Four longer narratives behind the voices.
01
The Mother & Her Son
A mother of 24 years · Bali
A mother shares her story of caring for her premature son for 24 years — he was
born two months early, spent 16 days in hospital, and remains unable to walk
due to muscle issues despite having good brain function. She describes a life
marked by her husband's infidelity (which she wishes she could "reset"),
ongoing tension with her in-laws she lives with, and an unfulfilled dream of
opening a food shop that fear and financial risk have prevented. Her mother
serves as her emotional anchor and safe haven, along with her mother's
mountain land where coffee and snake fruit grow — a place of peace she rarely
gets to visit. Despite accumulated hardships, she expresses a desire to make
her family happy and provide them what they need, holding both sadness for
what has been and hope for what could still be.
02
The Lawyer Who Came Home
Native Balinese · Coffee Plantation
A native Balinese woman, grew up on the mountain side of Bali, and now runs
a specialty coffee shop built on her family's coffee plantation.
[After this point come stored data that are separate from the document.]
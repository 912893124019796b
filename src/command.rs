/*! Command pools, command buffers and recording.
 *
 * A command pool owns an inline store of at most
 * [`MAX_COMMAND_BUFFER_PER_POOL`](crate::MAX_COMMAND_BUFFER_PER_POOL)
 * recyclable command buffers. Dropping the last handle of a command buffer
 * returns its slot to the pool's free list; the slot is only handed out
 * again once the GPU timeline has passed the buffer's recording timeline.
 *
 * Pipeline barriers batch into three small arrays and flush as a single
 * `vkCmdPipelineBarrier2` before any non-barrier command and at `end`.
 */

use std::sync::{
    atomic::{AtomicU64, AtomicU8, Ordering},
    Weak,
};

use anyhow::Result;
use ash::vk;
use parking_lot::Mutex;

use crate::{
    buffer::Buffer,
    device::{Device, DeviceShared, ResourceKind},
    handle::{DeviceResource, Handle, RefCount},
    image::Image,
    pipeline::Pipeline,
    pool::PoolIndex,
    swapchain::Swapchain,
    translate,
    types::{
        is_color_format, Access, AttachmentLoadOp, AttachmentStoreOp, ClearValue, ColorValue,
        DeviceQueue, Extent3D, ImageLayout, ImageSubresource, IndexType, Offset3D, Rect2D,
        ShaderStage, TexelFilter, Viewport,
    },
    MAX_COMMAND_BUFFER_ATTACHMENT, MAX_COMMAND_BUFFER_BARRIER_COUNT, MAX_COMMAND_BUFFER_PER_POOL,
};

#[derive(Clone, Debug, Default)]
pub struct CommandPoolInfo {
    pub name: String,
    pub queue: DeviceQueue,
}

#[derive(Clone, Debug, Default)]
pub struct CommandBufferInfo {
    pub name: String,
}

#[derive(Clone, Copy, Debug, PartialEq, Eq)]
pub enum CommandBufferState {
    Initial,
    Recording,
    Executable,
}

fn state_to_u8(state: CommandBufferState) -> u8 {
    match state {
        CommandBufferState::Initial => 0,
        CommandBufferState::Recording => 1,
        CommandBufferState::Executable => 2,
    }
}

fn state_from_u8(state: u8) -> CommandBufferState {
    match state {
        1 => CommandBufferState::Recording,
        2 => CommandBufferState::Executable,
        _ => CommandBufferState::Initial,
    }
}

#[derive(Clone, Copy, Debug, Default)]
pub struct MemoryBarrierInfo {
    pub src_access: Access,
    pub dst_access: Access,
}

#[derive(Clone, Copy, Debug)]
pub struct BufferBarrierInfo {
    /// `usize::MAX` covers the whole buffer.
    pub size: usize,
    pub offset: usize,
    pub src_access: Access,
    pub dst_access: Access,
    pub src_queue: DeviceQueue,
    pub dst_queue: DeviceQueue,
}

impl Default for BufferBarrierInfo {
    fn default() -> Self {
        Self {
            size: usize::MAX,
            offset: 0,
            src_access: Access::default(),
            dst_access: Access::default(),
            src_queue: DeviceQueue::Main,
            dst_queue: DeviceQueue::Main,
        }
    }
}

#[derive(Clone, Copy, Debug)]
pub struct ImageBarrierInfo {
    pub src_access: Access,
    pub dst_access: Access,
    pub old_layout: ImageLayout,
    pub new_layout: ImageLayout,
    pub subresource: ImageSubresource,
    pub src_queue: DeviceQueue,
    pub dst_queue: DeviceQueue,
}

impl Default for ImageBarrierInfo {
    fn default() -> Self {
        Self {
            src_access: Access::default(),
            dst_access: Access::default(),
            old_layout: ImageLayout::Undefined,
            new_layout: ImageLayout::Undefined,
            subresource: ImageSubresource::default(),
            src_queue: DeviceQueue::Main,
            dst_queue: DeviceQueue::Main,
        }
    }
}

#[derive(Clone, Copy, Debug)]
pub struct ImageClearInfo {
    pub dst_image_layout: ImageLayout,
    pub subresource: ImageSubresource,
}

impl Default for ImageClearInfo {
    fn default() -> Self {
        Self {
            dst_image_layout: ImageLayout::General,
            subresource: ImageSubresource::default(),
        }
    }
}

#[derive(Clone, Copy, Debug)]
pub struct BufferClearInfo {
    pub offset: usize,
    /// `usize::MAX` covers the whole buffer.
    pub size: usize,
    pub data: u32,
}

impl Default for BufferClearInfo {
    fn default() -> Self {
        Self {
            offset: 0,
            size: usize::MAX,
            data: 0,
        }
    }
}

#[derive(Clone, Copy, Debug, Default)]
pub struct DrawInfo {
    pub vertex_count: u32,
    pub instance_count: u32,
    pub first_vertex: u32,
    pub first_instance: u32,
}

#[derive(Clone, Copy, Debug, Default)]
pub struct DrawIndexedInfo {
    pub index_count: u32,
    pub instance_count: u32,
    pub first_index: u32,
    pub vertex_offset: i32,
    pub first_instance: u32,
}

#[derive(Clone, Copy, Debug, Default)]
pub struct DrawIndirectInfo {
    pub offset: usize,
    pub draw_count: u32,
    pub stride: u32,
    pub indexed: bool,
}

#[derive(Clone, Copy, Debug, Default)]
pub struct DrawIndirectCountInfo {
    /// Offset into the buffer that contains the packed draw parameters.
    pub offset: usize,
    /// Offset into the buffer that contains the packed u32 draw count.
    pub count_buffer_offset: usize,
    pub max_draw_count: u32,
    pub stride: u32,
    pub indexed: bool,
}

#[derive(Clone, Copy, Debug, Default)]
pub struct BindVertexBufferInfo {
    pub first_binding: u32,
    pub offset: usize,
}

#[derive(Clone, Copy, Debug, Default)]
pub struct BindIndexBufferInfo {
    pub offset: usize,
    pub index_type: IndexType,
}

pub struct BindPushConstantInfo<'a> {
    pub data: &'a [u8],
    pub offset: usize,
    pub shader_stage: ShaderStage,
}

impl<'a> Default for BindPushConstantInfo<'a> {
    fn default() -> Self {
        Self {
            data: &[],
            offset: 0,
            shader_stage: ShaderStage::ALL,
        }
    }
}

#[derive(Clone)]
pub struct RenderAttachment {
    pub image: Handle<Image>,
    pub image_layout: ImageLayout,
    pub load_op: AttachmentLoadOp,
    pub store_op: AttachmentStoreOp,
}

pub struct RenderingInfo<'a> {
    pub color_attachments: &'a [RenderAttachment],
    pub depth_attachment: Option<&'a RenderAttachment>,
    pub stencil_attachment: Option<&'a RenderAttachment>,
    pub render_area: Rect2D,
}

#[derive(Clone, Copy, Debug, Default)]
pub struct BufferCopyInfo {
    pub src_offset: usize,
    pub dst_offset: usize,
    pub size: usize,
}

#[derive(Clone, Copy, Debug)]
pub struct BufferImageCopyInfo {
    pub buffer_offset: usize,
    pub dst_image_layout: ImageLayout,
    pub image_subresource: ImageSubresource,
    pub image_offset: Offset3D,
    pub image_extent: Extent3D,
}

impl Default for BufferImageCopyInfo {
    fn default() -> Self {
        Self {
            buffer_offset: 0,
            dst_image_layout: ImageLayout::TransferDst,
            image_subresource: ImageSubresource::default(),
            image_offset: Offset3D::default(),
            image_extent: Extent3D::default(),
        }
    }
}

#[derive(Clone, Copy, Debug)]
pub struct ImageBufferCopyInfo {
    pub buffer_offset: usize,
    pub src_image_layout: ImageLayout,
    pub image_subresource: ImageSubresource,
    pub image_offset: Offset3D,
    pub image_extent: Extent3D,
}

impl Default for ImageBufferCopyInfo {
    fn default() -> Self {
        Self {
            buffer_offset: 0,
            src_image_layout: ImageLayout::TransferSrc,
            image_subresource: ImageSubresource::default(),
            image_offset: Offset3D::default(),
            image_extent: Extent3D::default(),
        }
    }
}

#[derive(Clone, Copy, Debug)]
pub struct ImageCopyInfo {
    pub src_image_layout: ImageLayout,
    pub src_subresource: ImageSubresource,
    pub src_offset: Offset3D,
    pub dst_image_layout: ImageLayout,
    pub dst_subresource: ImageSubresource,
    pub dst_offset: Offset3D,
    pub extent: Extent3D,
}

impl Default for ImageCopyInfo {
    fn default() -> Self {
        Self {
            src_image_layout: ImageLayout::TransferSrc,
            src_subresource: ImageSubresource::default(),
            src_offset: Offset3D::default(),
            dst_image_layout: ImageLayout::TransferDst,
            dst_subresource: ImageSubresource::default(),
            dst_offset: Offset3D::default(),
            extent: Extent3D::default(),
        }
    }
}

#[derive(Clone, Copy, Debug)]
pub struct ImageBlitInfo {
    pub src_image_layout: ImageLayout,
    pub src_offset: [Offset3D; 2],
    pub src_subresource: ImageSubresource,
    pub dst_image_layout: ImageLayout,
    pub dst_offset: [Offset3D; 2],
    pub dst_subresource: ImageSubresource,
    pub filter: TexelFilter,
}

impl Default for ImageBlitInfo {
    fn default() -> Self {
        Self {
            src_image_layout: ImageLayout::TransferSrc,
            src_offset: [Offset3D::default(); 2],
            src_subresource: ImageSubresource::default(),
            dst_image_layout: ImageLayout::TransferDst,
            dst_offset: [Offset3D::default(); 2],
            dst_subresource: ImageSubresource::default(),
            filter: TexelFilter::Linear,
        }
    }
}

#[derive(Clone, Copy, Debug)]
pub struct DebugLabelInfo<'a> {
    pub name: &'a str,
    pub color: [f32; 4],
}

impl<'a> Default for DebugLabelInfo<'a> {
    fn default() -> Self {
        Self {
            name: "",
            color: [1.0; 4],
        }
    }
}

struct BarrierBatch {
    memory: [vk::MemoryBarrier2<'static>; MAX_COMMAND_BUFFER_BARRIER_COUNT],
    buffer: [vk::BufferMemoryBarrier2<'static>; MAX_COMMAND_BUFFER_BARRIER_COUNT],
    image: [vk::ImageMemoryBarrier2<'static>; MAX_COMMAND_BUFFER_BARRIER_COUNT],
    num_memory: usize,
    num_buffer: usize,
    num_image: usize,
}

impl Default for BarrierBatch {
    fn default() -> Self {
        Self {
            memory: [vk::MemoryBarrier2::default(); MAX_COMMAND_BUFFER_BARRIER_COUNT],
            buffer: [vk::BufferMemoryBarrier2::default(); MAX_COMMAND_BUFFER_BARRIER_COUNT],
            image: [vk::ImageMemoryBarrier2::default(); MAX_COMMAND_BUFFER_BARRIER_COUNT],
            num_memory: 0,
            num_buffer: 0,
            num_image: 0,
        }
    }
}

// The batched vk structs never chain a p_next.
unsafe impl Send for BarrierBatch {}

struct CommandBufferStore {
    buffers: [Option<CommandBuffer>; MAX_COMMAND_BUFFER_PER_POOL],
    free_slots: [usize; MAX_COMMAND_BUFFER_PER_POOL],
    free_count: usize,
    count: usize,
}

impl Default for CommandBufferStore {
    fn default() -> Self {
        Self {
            buffers: std::array::from_fn(|_| None),
            free_slots: [0; MAX_COMMAND_BUFFER_PER_POOL],
            free_count: 0,
            count: 0,
        }
    }
}

pub struct CommandPool {
    pub(crate) raw: vk::CommandPool,
    store: Mutex<CommandBufferStore>,
    info: CommandPoolInfo,
    refs: RefCount,
    device: Weak<DeviceShared>,
}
She is a
former lawyer — went to law school, had a serious commercial law career,
made good money, proved herself — then went through a significant depression,
left the law, came home, opened the coffee shop with her entire life savings,
and found herself. She has dyslexia and ADHD and spent most of her early life
proving she wasn't stupid. She sold her violin during the depression. She
still has her dogs. Her brother lives in Taiwan but came home when she needed
help. She describes her current chapter as self-discovery. She is not an
informal worker in the traditional sense — but she occupies a complicated
middle space: she left formal employment by choice, built something precarious
with everything she had, and now exists in a kind of deliberate informality
that was only possible because she had capital to risk.
03
Use the Money as Good as Possible, Slow Down
Native Balinese · Nusa Lembongan
A native Balinese man from Nusa Lembongan, a small island off Bali's coast.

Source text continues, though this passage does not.